(What is expected):
Copy out each line of the data holding "bool".
(Data for this task)
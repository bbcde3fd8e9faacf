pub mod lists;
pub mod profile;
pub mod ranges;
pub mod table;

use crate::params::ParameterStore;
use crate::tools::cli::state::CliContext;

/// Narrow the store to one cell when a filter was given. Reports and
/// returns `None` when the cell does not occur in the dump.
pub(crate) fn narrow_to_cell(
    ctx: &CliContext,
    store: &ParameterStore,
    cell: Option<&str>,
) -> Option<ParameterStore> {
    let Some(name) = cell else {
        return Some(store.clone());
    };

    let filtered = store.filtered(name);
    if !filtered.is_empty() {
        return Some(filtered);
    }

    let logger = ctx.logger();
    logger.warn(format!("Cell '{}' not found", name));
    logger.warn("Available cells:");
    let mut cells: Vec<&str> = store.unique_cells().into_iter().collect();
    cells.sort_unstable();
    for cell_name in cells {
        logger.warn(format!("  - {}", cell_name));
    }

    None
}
(End Data for this task)
(Data for this task)
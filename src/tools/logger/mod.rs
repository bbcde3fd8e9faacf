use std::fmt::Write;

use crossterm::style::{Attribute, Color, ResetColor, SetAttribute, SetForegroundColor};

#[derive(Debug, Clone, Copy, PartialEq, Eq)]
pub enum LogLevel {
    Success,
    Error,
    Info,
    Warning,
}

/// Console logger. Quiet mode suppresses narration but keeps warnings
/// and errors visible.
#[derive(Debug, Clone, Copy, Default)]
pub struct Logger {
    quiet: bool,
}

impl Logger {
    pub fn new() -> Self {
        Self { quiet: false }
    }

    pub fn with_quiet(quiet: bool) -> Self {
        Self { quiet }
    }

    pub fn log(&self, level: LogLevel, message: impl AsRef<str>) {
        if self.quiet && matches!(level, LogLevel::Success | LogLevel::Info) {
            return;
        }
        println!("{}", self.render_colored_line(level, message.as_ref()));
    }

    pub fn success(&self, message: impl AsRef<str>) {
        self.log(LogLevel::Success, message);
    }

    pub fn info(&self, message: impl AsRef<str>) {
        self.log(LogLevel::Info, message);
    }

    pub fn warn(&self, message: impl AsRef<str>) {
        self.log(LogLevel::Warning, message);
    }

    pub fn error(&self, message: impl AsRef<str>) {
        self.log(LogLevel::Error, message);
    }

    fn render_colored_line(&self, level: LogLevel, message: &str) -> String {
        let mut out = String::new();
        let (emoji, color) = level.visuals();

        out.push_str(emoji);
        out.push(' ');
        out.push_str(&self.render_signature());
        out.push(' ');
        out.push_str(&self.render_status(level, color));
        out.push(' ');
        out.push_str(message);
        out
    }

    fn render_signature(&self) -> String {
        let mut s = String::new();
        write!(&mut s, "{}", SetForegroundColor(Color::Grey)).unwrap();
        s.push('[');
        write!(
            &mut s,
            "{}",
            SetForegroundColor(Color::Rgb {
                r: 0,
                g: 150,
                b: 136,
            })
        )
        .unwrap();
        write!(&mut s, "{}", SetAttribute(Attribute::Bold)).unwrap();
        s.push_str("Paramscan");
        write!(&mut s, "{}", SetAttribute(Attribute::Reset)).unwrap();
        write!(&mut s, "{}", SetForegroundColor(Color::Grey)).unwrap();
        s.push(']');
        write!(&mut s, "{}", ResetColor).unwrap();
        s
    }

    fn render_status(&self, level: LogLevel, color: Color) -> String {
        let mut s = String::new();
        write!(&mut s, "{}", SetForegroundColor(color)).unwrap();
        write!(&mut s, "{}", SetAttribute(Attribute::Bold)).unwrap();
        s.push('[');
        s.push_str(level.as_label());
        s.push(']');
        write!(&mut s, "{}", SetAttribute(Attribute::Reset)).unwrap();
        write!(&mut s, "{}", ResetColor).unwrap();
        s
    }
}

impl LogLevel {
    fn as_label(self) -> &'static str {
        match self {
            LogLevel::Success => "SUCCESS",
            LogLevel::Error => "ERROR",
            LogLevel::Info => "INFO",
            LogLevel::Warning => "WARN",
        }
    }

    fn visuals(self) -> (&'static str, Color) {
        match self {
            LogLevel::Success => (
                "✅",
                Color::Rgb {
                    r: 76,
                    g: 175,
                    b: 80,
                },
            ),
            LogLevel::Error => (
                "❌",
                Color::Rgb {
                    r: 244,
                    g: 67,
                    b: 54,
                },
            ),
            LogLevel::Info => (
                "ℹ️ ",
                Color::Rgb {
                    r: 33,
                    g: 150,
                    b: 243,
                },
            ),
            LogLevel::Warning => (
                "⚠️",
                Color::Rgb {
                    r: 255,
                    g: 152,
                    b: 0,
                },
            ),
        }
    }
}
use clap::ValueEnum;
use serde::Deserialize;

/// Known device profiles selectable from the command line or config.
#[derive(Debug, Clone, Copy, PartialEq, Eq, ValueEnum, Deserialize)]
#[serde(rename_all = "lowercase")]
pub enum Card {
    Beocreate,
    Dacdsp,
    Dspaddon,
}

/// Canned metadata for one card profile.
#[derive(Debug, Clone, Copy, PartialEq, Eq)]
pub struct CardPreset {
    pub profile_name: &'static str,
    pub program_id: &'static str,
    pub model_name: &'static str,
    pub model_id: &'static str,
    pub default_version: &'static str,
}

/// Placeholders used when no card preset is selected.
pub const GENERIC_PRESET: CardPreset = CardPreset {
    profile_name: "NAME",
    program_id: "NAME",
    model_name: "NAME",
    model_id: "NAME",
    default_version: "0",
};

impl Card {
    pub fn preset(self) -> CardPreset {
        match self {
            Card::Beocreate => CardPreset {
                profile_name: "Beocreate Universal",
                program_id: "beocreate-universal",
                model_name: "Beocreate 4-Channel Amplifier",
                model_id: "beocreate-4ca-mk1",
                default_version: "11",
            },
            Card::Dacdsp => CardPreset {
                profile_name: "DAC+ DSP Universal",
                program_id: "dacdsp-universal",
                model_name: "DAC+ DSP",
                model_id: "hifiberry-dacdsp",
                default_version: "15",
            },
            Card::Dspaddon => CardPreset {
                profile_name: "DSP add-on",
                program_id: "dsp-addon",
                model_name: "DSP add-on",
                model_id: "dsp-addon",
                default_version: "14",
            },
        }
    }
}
(End Data for this task)
(Task answer):
    quiet: bool,
    pub fn with_quiet(quiet: bool) -> Self {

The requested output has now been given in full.